The Lighter Side of… Space Opera: "Saga #14"
What kind of a smart aleck calls their book Saga? Populates their book with characters with horns, butterfly wings, spider legs, one eye, and TV sets for heads?
Comics: Saga #14
Length: 22 pages
Writer: Brian K. Vaughn, Fiona Staples
Publication Date: 2013-11
What kind of a smart aleck calls their book Saga? Populates their book with characters with horns, butterfly wings, spider legs, one eye, and TV sets for heads? Has a cat that tells you if you’re lying? Has a girl with half her body missing and her entrails hanging out? Floating sharks? A hack writer who pukes all over an infant with joy? Are we meant to take a title like this seriously?

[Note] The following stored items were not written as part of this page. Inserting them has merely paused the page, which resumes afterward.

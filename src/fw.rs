//! Firmware flashing over the I²C bus.
//!
//! One update is a session through an explicit state machine:
//! `LoadImage → EnterBootMode → Erase → WriteBlocks → ReadChecksum →
//! ExitBootMode → PowerCycle → VerifyVersion`. Checksum or version trouble
//! rewinds the session to `EnterBootMode` until the outer retry budget runs
//! out. The interrupt line is masked for the whole session and restored on
//! every exit path.

use embassy_sync::blocking_mutex::raw::RawMutex;
use embedded_hal_async::delay::DelayNs;
use embedded_hal_async::i2c::{I2c, SevenBitAddress};
use log::{info, warn};

use crate::bus::retry;
use crate::platform::{FirmwareProvider, FirmwareSource, Platform, UpdateStatus};
use crate::reg::{self, Reg};
use crate::{A96t3x6, Error};

#[derive(Debug, Clone, Copy, PartialEq, Eq)]
#[cfg_attr(feature = "defmt", derive(defmt::Format))]
enum UpdateState {
  EnterBootMode,
  Erase,
  WriteBlocks,
  ReadChecksum,
  ExitBootMode,
  PowerCycle,
  VerifyVersion,
}

/// A parsed firmware image. Borrows the provider's bytes; nothing is retained
/// once the update attempt returns.
#[derive(Debug, Clone, Copy)]
pub struct FirmwareImage<'a> {
  source: FirmwareSource,
  bytes: &'a [u8],
  /// (model revision, firmware revision) declared by the header.
  version: (u8, u8),
  checksum: u16,
}

impl<'a> FirmwareImage<'a> {
  /// Parse an image. The first 32-byte page is a header: byte 1 is the model
  /// revision, byte 5 the firmware revision, bytes 8–9 the big-endian flash
  /// checksum. The header page is never written to the device.
  pub fn parse<E>(source: FirmwareSource, bytes: &'a [u8]) -> Result<Self, Error<E>> {
    if bytes.len() < 2 * reg::PAGE_SIZE || bytes.len() % reg::PAGE_SIZE != 0 {
      return Err(Error::InvalidImage);
    }
    Ok(Self {
      source,
      bytes,
      version: (bytes[1], bytes[5]),
      checksum: u16::from_be_bytes([bytes[8], bytes[9]]),
    })
  }

  pub fn model_revision(&self) -> u8 {
    self.version.0
  }

  pub fn firmware_revision(&self) -> u8 {
    self.version.1
  }

  pub fn checksum(&self) -> u16 {
    self.checksum
  }

  fn pages(&self) -> impl Iterator<Item = &'a [u8]> {
    self.bytes.chunks_exact(reg::PAGE_SIZE).skip(1)
  }
}

impl<M, I, D, P, E> A96t3x6<M, I, D, P>
where
  M: RawMutex,
  I: I2c<SevenBitAddress, Error = E>,
  D: DelayNs + Clone,
  P: Platform,
  E: core::fmt::Debug,
{
  /// Flash the device if the bundled image is ahead of it.
  ///
  /// Flashes when the model revision differs, the device firmware is older
  /// than the image, or the device runs a test build. Returns whether a flash
  /// happened. Bring-up units skip the check entirely.
  pub async fn check_firmware<F: FirmwareProvider>(&self, provider: &mut F) -> Result<bool, Error<E>> {
    if self.config.bringup {
      info!("a96t3x6: bring-up unit, firmware check skipped");
      return Ok(false);
    }
    let (image_model, image_fw) = {
      let bytes = provider.load(FirmwareSource::Builtin).await.ok_or(Error::ImageUnavailable)?;
      let image = FirmwareImage::parse(FirmwareSource::Builtin, bytes)?;
      (image.model_revision(), image.firmware_revision())
    };
    let (device_fw, device_model) = self.read_firmware_version(false).await?;

    let needs_update = device_fw > reg::TEST_FIRMWARE_DETECT_VER
      || device_model != image_model
      || device_fw < image_fw;
    info!(
      "a96t3x6: device fw 0x{:02x} md 0x{:02x}, image fw 0x{:02x} md 0x{:02x}, update={}",
      device_fw, device_model, image_fw, image_model, needs_update
    );
    if !needs_update {
      return Ok(false);
    }
    self.update_firmware(provider, FirmwareSource::Builtin).await?;
    Ok(true)
  }

  /// Run one firmware update session.
  ///
  /// The image is loaded before any device state is touched; if the provider
  /// has nothing, the session fails without ever masking the interrupt line.
  pub async fn update_firmware<F: FirmwareProvider>(
    &self,
    provider: &mut F,
    source: FirmwareSource,
  ) -> Result<(), Error<E>> {
    self.publish_status(UpdateStatus::Downloading).await;

    let Some(bytes) = provider.load(source).await else {
      warn!("a96t3x6: no firmware image for {:?}", source);
      self.publish_status(UpdateStatus::Fail).await;
      return Err(Error::ImageUnavailable);
    };
    let image = match FirmwareImage::parse(source, bytes) {
      Ok(image) => image,
      Err(e) => {
        self.publish_status(UpdateStatus::Fail).await;
        return Err(e);
      }
    };

    self.platform.lock().await.irq_disable();
    let result = self.flash(&image).await;
    let restore = self.restore_after_flash().await;
    self.platform.lock().await.irq_enable();

    let outcome = result.and(restore);
    let status = if outcome.is_ok() { UpdateStatus::Pass } else { UpdateStatus::Fail };
    self.publish_status(status).await;
    outcome
  }

  /// Drive a session to a terminal state.
  ///
  /// Version reads inside the session use the boot-mode flavor: the reset
  /// retry inside [`A96t3x6::read_firmware_version`] replays the enable
  /// transition, which would unmask the interrupt line mid-session.
  async fn flash(&self, image: &FirmwareImage<'_>) -> Result<(), Error<E>> {
    // The pre-flash version is only informational; the device may be
    // unresponsive, which is exactly why we are flashing.
    if let Ok((fw, md)) = self.read_firmware_version(true).await {
      info!("a96t3x6: flashing over fw 0x{:02x} md 0x{:02x}", fw, md);
    }

    let mut state = UpdateState::EnterBootMode;
    let mut retries_remaining = reg::OUTER_RETRY_ATTEMPTS;
    let mut block_index: usize = 0;
    let mut address = reg::USER_CODE_ADDRESS;
    let mut device_checksum = 0u16;

    loop {
      match state {
        UpdateState::EnterBootMode => {
          self.enter_boot_mode().await?;
          state = UpdateState::Erase;
        }

        UpdateState::Erase => {
          // Fire and forget; the settle delay is the only acknowledgment.
          self.bus.raw_send(&reg::CMD_FLASH_ERASE).await?;
          self.sleep_ms(reg::FLASH_ERASE_SETTLE_MS).await;
          block_index = 0;
          address = reg::USER_CODE_ADDRESS;
          state = UpdateState::WriteBlocks;
        }

        UpdateState::WriteBlocks => match image.pages().nth(block_index) {
          Some(page) => {
            self.write_page(address, page).await?;
            block_index += 1;
            address += reg::PAGE_STRIDE;
          }
          None => {
            info!("a96t3x6: wrote {} pages", block_index);
            state = UpdateState::ReadChecksum;
          }
        },

        UpdateState::ReadChecksum => {
          device_checksum = self.read_flash_checksum().await?;
          state = UpdateState::ExitBootMode;
        }

        UpdateState::ExitBootMode => {
          self.bus.raw_send(&reg::CMD_EXIT_BOOT).await?;
          state = UpdateState::PowerCycle;
        }

        UpdateState::PowerCycle => {
          self.power_cycle().await;
          self.sleep_ms(reg::RESET_DELAY_MS).await;
          state = UpdateState::VerifyVersion;
        }

        UpdateState::VerifyVersion => match self.verify(image, device_checksum).await {
          Ok(()) => return Ok(()),
          Err(e) => {
            retries_remaining -= 1;
            if retries_remaining == 0 {
              warn!("a96t3x6: flash verify failed, retries exhausted: {:?}", e);
              return Err(e);
            }
            warn!("a96t3x6: flash verify failed, retrying session: {:?}", e);
            state = UpdateState::EnterBootMode;
          }
        },
      }
    }
  }

  /// Post-flash verification. External-media images have no trusted
  /// reference, so only built-in images enforce checksum and version
  /// equality; a zero or unreadable version fails either way.
  async fn verify(&self, image: &FirmwareImage<'_>, device_checksum: u16) -> Result<(), Error<E>> {
    let builtin = image.source == FirmwareSource::Builtin;
    if builtin && device_checksum != image.checksum() {
      return Err(Error::ChecksumMismatch { device: device_checksum, image: image.checksum() });
    }
    let (fw, _md) = self.read_firmware_version(true).await?;
    if fw == 0 {
      return Err(Error::VersionMismatch { device: 0, image: image.firmware_revision() });
    }
    if builtin && fw != image.firmware_revision() {
      return Err(Error::VersionMismatch { device: fw, image: image.firmware_revision() });
    }
    let [hi, lo] = device_checksum.to_be_bytes();
    self.with_state(|s| s.checksum = (hi, lo));
    info!("a96t3x6: flash verified, fw 0x{:02x} checksum 0x{:04x}", fw, device_checksum);
    Ok(())
  }

  /// Power-cycle into boot mode and check the unlock acknowledgment. Each
  /// attempt gets a fresh power cycle, so no inter-attempt backoff is needed.
  async fn enter_boot_mode(&self) -> Result<(), Error<E>> {
    retry!(reg::BOOT_RETRY_ATTEMPTS, (), self.try_enter_boot().await)
  }

  async fn try_enter_boot(&self) -> Result<(), Error<E>> {
    self.power_cycle().await;
    self.sleep_ms(reg::BOOT_DELAY_MS).await;
    self.bus.raw_send(&reg::CMD_ENTER_BOOT).await?;
    let mut ack = [0u8; 1];
    self.bus.raw_recv(&mut ack).await?;
    if ack[0] == self.config.boot_ack {
      Ok(())
    } else {
      Err(Error::UnexpectedResponse(ack[0]))
    }
  }

  /// Write one 32-byte flash page: 2 opcode bytes + big-endian address + data,
  /// 36 bytes on the wire, then poll the busy byte until it clears.
  async fn write_page(&self, address: u16, page: &[u8]) -> Result<(), Error<E>> {
    let mut frame = [0u8; reg::PAGE_FRAME_LEN];
    frame[..2].copy_from_slice(&reg::CMD_PAGE_WRITE);
    frame[2..4].copy_from_slice(&address.to_be_bytes());
    frame[4..].copy_from_slice(page);
    self.bus.raw_send(&frame).await?;
    self.sleep_ms(reg::PAGE_SETTLE_MS).await;

    let mut busy = [0u8; 1];
    for _ in 0..reg::BUSY_POLL_LIMIT {
      self.bus.raw_recv(&mut busy).await?;
      if busy[0] == 0 {
        return Ok(());
      }
    }
    // The device never reported idle; the next page write will show whether
    // the part wedged or is just slow.
    warn!("a96t3x6: page 0x{:04x} still busy after poll limit", address);
    Ok(())
  }

  /// Read the device-computed flash checksum (bytes 4–5 of the reply).
  async fn read_flash_checksum(&self) -> Result<u16, Error<E>> {
    self.bus.raw_send(&reg::CMD_READ_CHECKSUM).await?;
    self.sleep_ms(reg::CHECKSUM_STEP_MS).await;
    self.bus.raw_send(&reg::CMD_CHECKSUM_TRIGGER).await?;
    self.sleep_ms(reg::CHECKSUM_STEP_MS).await;
    let mut reply = [0u8; 6];
    self.bus.raw_recv(&mut reply).await?;
    Ok(u16::from_be_bytes([reply[4], reply[5]]))
  }

  /// Re-apply the pre-session sensing state after boot mode, refreshing the
  /// host's grip state the same way a fresh enable does.
  async fn restore_after_flash(&self) -> Result<(), Error<E>> {
    if !self.with_state(|s| s.enabled) {
      return Ok(());
    }
    self.bus.write(Reg::SarEnable, reg::CMD_ON).await?;
    self.check_first_status().await;
    Ok(())
  }

  async fn publish_status(&self, status: UpdateStatus) {
    self.with_state(|s| s.update_status = status);
    self.platform.lock().await.publish_update_status(status);
  }
}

Well, no. At least not too much. Brian K. Vaughan’s and Fiona Staples’ much-acclaimed series may be about another interplanetary war, but it is also shows us the common, sometimes ridiculous, everyday lives of its cast. For these characters, wartime is everyday life, and so even though our heroes Alana and Marko continually are on the run, family in tow, for their unusual interspecies copulation, we typically get to see them all at their most natural. In this issue, they have travelled to the home of Alana’s inexplicable literary idol, D. Oswald Heist, for… well, some reason or another. Alana naturally geeks out, while her mother-in-law is not as taken with this strange, old Cyclops, at least not initially. But Heist and Klara end up bonding over the brokenness of their respective lives, and like many such moments in Saga, it is treated with humor and sensitivity.

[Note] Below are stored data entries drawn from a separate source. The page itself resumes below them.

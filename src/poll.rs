//! Periodic diagnostic poller.
//!
//! The poller is a host-spawned task driving [`A96t3x6::run_poller`]; the
//! driver only owns the start/stop handshake. Stopping is synchronous: it
//! waits for an in-flight tick to finish so no diagnostic read can race a
//! power-down.

use core::sync::atomic::{AtomicBool, Ordering};

use embassy_sync::blocking_mutex::raw::RawMutex;
use embassy_sync::signal::Signal;
use embedded_hal_async::delay::DelayNs;
use embedded_hal_async::i2c::{I2c, SevenBitAddress};
use log::{info, warn};

use crate::platform::Platform;
use crate::A96t3x6;

pub(crate) const POLL_INTERVAL_MS: u32 = 2000;
pub(crate) const POLL_RESUME_MS: u32 = 1000;
/// Diff refresh happens every this many ticks to bound bus traffic.
pub(crate) const DIFF_REFRESH_TICKS: u32 = 10;

pub(crate) struct PollControl<M: RawMutex> {
  on: AtomicBool,
  busy: AtomicBool,
  kick: Signal<M, ()>,
  idle: Signal<M, ()>,
}

impl<M: RawMutex> PollControl<M> {
  pub(crate) fn new() -> Self {
    Self { on: AtomicBool::new(false), busy: AtomicBool::new(false), kick: Signal::new(), idle: Signal::new() }
  }
}

impl<M, I, D, P, E> A96t3x6<M, I, D, P>
where
  M: RawMutex,
  I: I2c<SevenBitAddress, Error = E>,
  D: DelayNs + Clone,
  P: Platform,
  E: core::fmt::Debug,
{
  /// (Re)start the diagnostic poller. The first tick after a state change
  /// refreshes diff immediately instead of waiting out the refresh cadence.
  pub fn start_poller(&self) {
    self.with_state(|s| s.debug_count = DIFF_REFRESH_TICKS);
    self.poll.on.store(true, Ordering::Release);
    self.poll.kick.signal(());
  }

  /// Stop the poller and wait for any in-flight tick to complete.
  pub async fn stop_poller(&self) {
    self.poll.idle.reset();
    self.poll.on.store(false, Ordering::Release);
    if self.poll.busy.load(Ordering::Acquire) {
      self.poll.idle.wait().await;
    }
  }

  /// Poller task body. Spawn this on its own task with its own delay source;
  /// it never returns.
  pub async fn run_poller(&self, mut delay: D) -> ! {
    loop {
      if !self.poll.on.load(Ordering::Acquire) {
        self.poll.kick.wait().await;
        continue;
      }

      self.poll.busy.store(true, Ordering::Release);
      let next_ms = if self.poll.on.load(Ordering::Acquire) {
        self.poller_tick().await
      } else {
        POLL_INTERVAL_MS
      };
      self.poll.busy.store(false, Ordering::Release);
      if !self.poll.on.load(Ordering::Acquire) {
        self.poll.idle.signal(());
        continue;
      }

      delay.delay_ms(next_ms).await;
    }
  }

  /// One poller tick; returns the delay until the next one.
  pub(crate) async fn poller_tick(&self) -> u32 {
    // A deferred resume restores normal mode before diagnostics continue.
    if self.with_state(|s| core::mem::take(&mut s.resume_called)) {
      if let Err(e) = self.set_sar_only_mode(false).await {
        warn!("a96t3x6: resume mode restore failed: {:?}", e);
      }
      return POLL_RESUME_MS;
    }

    let closed = self.platform.lock().await.enclosure_closed();
    let closed_edge = self.with_state(|s| {
      let edge = closed && !s.prev_closed;
      s.prev_closed = closed;
      edge
    });
    if closed_edge {
      info!("a96t3x6: enclosure closed, software reset");
      if let Err(e) = self.grip_sw_reset().await {
        warn!("a96t3x6: poller software reset failed: {:?}", e);
      }
    }

    if self.with_state(|s| s.enabled) {
      let due = self.with_state(|s| {
        s.debug_count += 1;
        if s.debug_count >= DIFF_REFRESH_TICKS {
          s.debug_count = 0;
          true
        } else {
          false
        }
      });
      if due {
        self.read_diff().await;
      }
    }

    POLL_INTERVAL_MS
  }
}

The figures who are chasing our crew are not exactly the most well-adjusted souls either. Freelance bounty hunter The Will (to use his full name) is flip-flopping on whether or not to pursue Alana, Marko and their ‘half-breed’ child, much to the annoyance of his companion, Marko’s ex-girlfriend Gwendolyn. Further, he is having visions of his ex-girlfriend The Stalk, with awkward though somewhat amusing results. Gwendolyn for her part seems to have calmed down a bit on the crazy in this issue, although she is still very much focused on finding her ex. Their other companion, six-year-old Sophie, formerly known as Slave Girl, is still coming to terms with her past as a ‘sex slave’. Her issues come to light in a (mostly one-way) conversation she has with t-shirt fan favorite Lying Cat, which leads to one of the series’ most tender moments–slightly cheesy, but still executed simply and beautifully. We also check in with the journalists Upsher and Doff as they check in with Alana’s old family, and we learn why she probably feels better off as a fugitive with her new one.
Despite the lightness in tone and subject matter this issue, Fiona Staples’ art is as straight-faced as ever; this is comics, but it is still meant to be a solid piece of fantasy rather than reminiscent of your Saturday morning funnies. Once again the cover is excellent, showcasing the strength and focus of Gwendolyn and the wide-eyed wonder of the newly freed Sophie, set against an improbably large moonlit backdrop. Without being overly expressive the characters’ reactions and movements tell us just as much as the dialogue does, and add to the sense that these could be your family and friends several galaxies removed. Alana’s wedding snap is the scowl of a thousand angry goth girls, while Klara’s initial contempt for Heist is captured in the rolled eyes of many a matriarch. Saga rivals fellow Image titles Chew and The Manhattan Projects for the most engaging cast in comics right now.
As its own title suggests, Saga has a lot of elements that readers have seen before, in one form or another. Alana and Marko are the latest in a long line of versions of Romeo and Juliet, while sci-fi is littered with wars, princes, and bounty hunters. But even if we have seen these types of characters and stories many times before, we haven’t seen these particular characters before, and we haven’t seen this particular story. Vaughan and Staples have done a fantastic job to date in making that point matter, and making their readership invested in how events for this particular group work out. Message-wise, it is not as ambitious as Vaughan’s Ex Machina, or even Y: The Last Man. But Saga is no lightweight–instead it is a great reminder that, under the right craftspeople, one family’s story can seem every bit as important as the fate of an entire world.